If I were a white Christian male here, I would feel left out, slightly noteworthy, a minority. Perhaps this rainbow effect now means the white majority no longer feels comfortable coming here. Perhaps it no longer exists, or never did.
At home I sometimes joke about retail therapy, the occasional -- and temporary -- pick-me-up for an emotional trying day at work. Abroad, it has already become both a chore, albeit an enjoyable one, and an opportunity. Elder P taking mental notes on the people around her, asking few questions while, I can assume, sitting tight on others which will surface eventually. She's an observant kid, she knows how to make comparisons, and one day soon knowing the answers will become more urgent.

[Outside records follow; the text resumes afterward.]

/// Composes a [`ClusterStateClient`], a [`StolonctlInvoker`], and an
/// [`EtcdRecoveryWatcher`] through [`run_failkeeper_step`] on every call —
/// the seam `FailoverPipeline` drives instead of the constituent pieces
/// directly, so its own tests can substitute [`fake::FakeFailkeeperRunner`].
#[async_trait]
pub trait FailkeeperRunner: Send + Sync {
    async fn run(&self, exec_ctx: CancellationToken) -> Result<FailkeeperOutcome>;
}

pub struct EtcdFailkeeperRunner {
    etcd_client: Client,
    clusterdata_key: String,
    stolonctl_timeout: Duration,
    pause_expiry: Duration,
    poll_interval: Duration,
    get_timeout: Duration,
}

impl EtcdFailkeeperRunner {
    pub fn new(
        etcd_client: Client,
        clusterdata_key: String,
        stolonctl_timeout: Duration,
        pause_expiry: Duration,
        poll_interval: Duration,
        get_timeout: Duration,
    ) -> Self {
        Self {
            etcd_client,
            clusterdata_key,
            stolonctl_timeout,
            pause_expiry,
            poll_interval,
            get_timeout,
        }
    }
}

#[async_trait]
impl FailkeeperRunner for EtcdFailkeeperRunner {
    async fn run(&self, exec_ctx: CancellationToken) -> Result<FailkeeperOutcome> {
        let mut cluster_source =
            ClusterStateClient::new(self.etcd_client.clone(), self.clusterdata_key.clone());
        let mut invoker = StolonctlInvoker::new(self.stolonctl_timeout);
        let mut watcher = EtcdRecoveryWatcher::new(
            self.etcd_client.clone(),
            self.clusterdata_key.clone(),
            self.pause_expiry,
            self.poll_interval,
            self.get_timeout,
            exec_ctx,
        );
        run_failkeeper_step(&mut cluster_source, &mut invoker, &mut watcher).await
    }
}

#[cfg(test)]
pub mod fake {
    //! A scripted [`FailkeeperRunner`] for pipeline tests: returns a canned
    //! result without a live etcd, subprocess, or watch stream.

    use super::*;

    pub struct FakeFailkeeperRunner {
        result: parking_lot::Mutex<Option<Result<FailkeeperOutcome>>>,
        pub was_called: std::sync::atomic::AtomicBool,
    }

    impl FakeFailkeeperRunner {
        pub fn succeeding(new_state: ClusterState, old_master_keeper_uid: &str) -> Self {
            Self::scripted(Ok(FailkeeperOutcome {
                old_master_keeper_uid: old_master_keeper_uid.to_string(),
                new_state,
            }))
        }

        pub fn failing(error: FailoverError) -> Self {
            Self::scripted(Err(error))
        }

        pub fn never_called() -> Self {
            Self {
                result: parking_lot::Mutex::new(None),
                was_called: std::sync::atomic::AtomicBool::new(false),
            }
        }

        fn scripted(result: Result<FailkeeperOutcome>) -> Self {
            Self {
                result: parking_lot::Mutex::new(Some(result)),
                was_called: std::sync::atomic::AtomicBool::new(false),
            }
        }
    }

    #[async_trait]
    impl FailkeeperRunner for FakeFailkeeperRunner {
        async fn run(&self, _exec_ctx: CancellationToken) -> Result<FailkeeperOutcome> {
            self.was_called
                .store(true, std::sync::atomic::Ordering::SeqCst);
            self.result
                .lock()
                .take()
                .expect("FakeFailkeeperRunner invoked with no scripted result")
        }
    }
}

#[cfg(test)]
mod tests {
    use super::*;
    use crate::core::cluster::client::fake::FakeClusterStateSource;
    use parking_lot::Mutex;
    use std::sync::Arc;

    fn snapshot(master_uid: &str, master_healthy: bool, standbys: &[(&str, bool)]) -> Vec<u8> {
        let standbys_json: Vec<String> = standbys
            .iter()
            .map(|(uid, healthy)| {
                format!(r#"{{"keeper_uid":"{uid}","status":{{"healthy":{healthy}}}}}"#)
            })
            .collect();
        format!(
            r#"{{"cluster":{{"master":{{"keeper_uid":"{master_uid}","status":{{"healthy":{master_healthy}}}}},"synchronous_standbys":[{}]}}}}"#,
            standbys_json.join(",")
        )
        .into_bytes()
    }

    /// Drives the actual predicate loop `EtcdRecoveryWatcher` uses against a
    /// synthetic revision sequence (boundary scenario 6), rather than a
    /// hand-duplicated copy of its control flow.
    #[tokio::test]
    async fn watch_until_recovered_skips_pending_then_unhealthy_then_partial_before_accepting() {
        let old_uid = "keeper-a";
        let records: Vec<Result<WatchRecord>> = vec![
            Ok(WatchRecord {
                key: "k".into(),
                value: snapshot(old_uid, true, &[("keeper-c", true)]),
                revision: 1,
            }), // pending_failover, skipped
            Ok(WatchRecord {
                key: "k".into(),
                value: snapshot("keeper-b", false, &[("keeper-c", true)]),
                revision: 2,
            }), // new master unhealthy, skipped
            Ok(WatchRecord {
                key: "k".into(),
                value: snapshot("keeper-b", true, &[("keeper-c", false)]),
                revision: 3,
            }), // standby unhealthy, skipped
            Ok(WatchRecord {
                key: "k".into(),
                value: snapshot("keeper-b", true, &[("keeper-c", true)]),
                revision: 4,
            }), // fully healthy, accepted
        ];

        let stream = futures::stream::iter(records);
        tokio::pin!(stream);
        let result = watch_until_recovered(stream.as_mut(), "k", old_uid, Duration::from_secs(5))
            .await
            .unwrap();

        assert_eq!(result.master.keeper_uid, "keeper-b");
        assert_eq!(result.revision, 4);
    }

    #[tokio::test]
    async fn watch_until_recovered_skips_records_for_a_different_key() {
        let old_uid = "keeper-a";
        let records: Vec<Result<WatchRecord>> = vec![
            Ok(WatchRecord {
                key: "other-key".into(),
                value: snapshot("keeper-b", true, &[]),
                revision: 1,
            }),
            Ok(WatchRecord {
                key: "k".into(),
                value: snapshot("keeper-b", true, &[]),
                revision: 2,
            }),
        ];

        let stream = futures::stream::iter(records);
        tokio::pin!(stream);
        let result = watch_until_recovered(stream.as_mut(), "k", old_uid, Duration::from_secs(5))
            .await
            .unwrap();

        assert_eq!(result.revision, 2);
    }

    #[tokio::test]
    async fn watch_until_recovered_times_out_if_the_deadline_elapses_first() {
        let stream = futures::stream::pending::<Result<WatchRecord>>();
        tokio::pin!(stream);
        let result =
            watch_until_recovered(stream.as_mut(), "k", "keeper-a", Duration::from_millis(20))
                .await;
        assert!(matches!(result, Err(FailoverError::RecoveryTimeout(_))));
    }

    struct FakeInvoker {
        invoked_with: Arc<Mutex<Option<String>>>,
        result: Option<FailoverError>,
    }

    #[async_trait]
    impl FailkeeperInvoker for FakeInvoker {
        async fn invoke(&mut self, keeper_uid: &str) -> Result<()> {
            *self.invoked_with.lock() = Some(keeper_uid.to_string());
            match self.result.take() {
                Some(error) => Err(error),
                None => Ok(()),
            }
        }
    }

    struct FakeWatcher {
        state: Option<ClusterState>,
    }

    #[async_trait]
    impl RecoveryWatcher for FakeWatcher {
        async fn wait_for_recovery(&mut self, _old_master_keeper_uid: &str) -> Result<ClusterState> {
            self.state
                .take()
                .ok_or_else(|| FailoverError::Internal("no recovered state scripted".to_string()))
        }
    }

    /// Wires `FakeClusterStateSource` into an actual `run_failkeeper_step`
    /// call: the pre-failover uid it reports must be both the one passed to
    /// the invoker and the one the outcome carries.
    #[tokio::test]
    async fn run_failkeeper_step_reads_pre_state_then_invokes_and_waits() {
        let pre = ClusterState::parse(&snapshot("keeper-a", true, &[]), 1).unwrap();
        let recovered =
            ClusterState::parse(&snapshot("keeper-b", true, &[("keeper-c", true)]), 5).unwrap();
        let mut cluster_source = FakeClusterStateSource::new(vec![pre]);
        let invoked_with = Arc::new(Mutex::new(None));
        let mut invoker = FakeInvoker {
            invoked_with: invoked_with.clone(),
            result: None,
        };
        let mut watcher = FakeWatcher {
            state: Some(recovered),
        };

        let outcome = run_failkeeper_step(&mut cluster_source, &mut invoker, &mut watcher)
            .await
            .unwrap();

        assert_eq!(outcome.old_master_keeper_uid, "keeper-a");
        assert_eq!(outcome.new_state.master.keeper_uid, "keeper-b");
        assert_eq!(*invoked_with.lock(), Some("keeper-a".to_string()));
    }

    #[tokio::test]
    async fn run_failkeeper_step_aborts_before_waiting_if_the_subprocess_fails() {
        let pre = ClusterState::parse(&snapshot("keeper-a", true, &[]), 1).unwrap();
        let mut cluster_source = FakeClusterStateSource::new(vec![pre]);
        let mut invoker = FakeInvoker {
            invoked_with: Arc::new(Mutex::new(None)),
            result: Some(FailoverError::FailkeeperFailed("exit 1".to_string())),
        };
        let mut watcher = FakeWatcher { state: None };

        let result = run_failkeeper_step(&mut cluster_source, &mut invoker, &mut watcher).await;
        assert!(matches!(result, Err(FailoverError::FailkeeperFailed(_))));
    }
}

Meanwhile, my headspace is still lingering back at home, ruminating over its own troubled comparisons. If, here, those people wearing head coverings are drawing any suspicion, I cannot feel it, although they themselves might.
The marketplace has always been a meeting place, and no less now than before, among our skylights and window dressings and vast air-conditioned spaces. Retail as the great commons, or commonality. I enjoy being here, and even knowing such a place exists, whether I come to purchase, or to find comfort and captivation in the purchasers.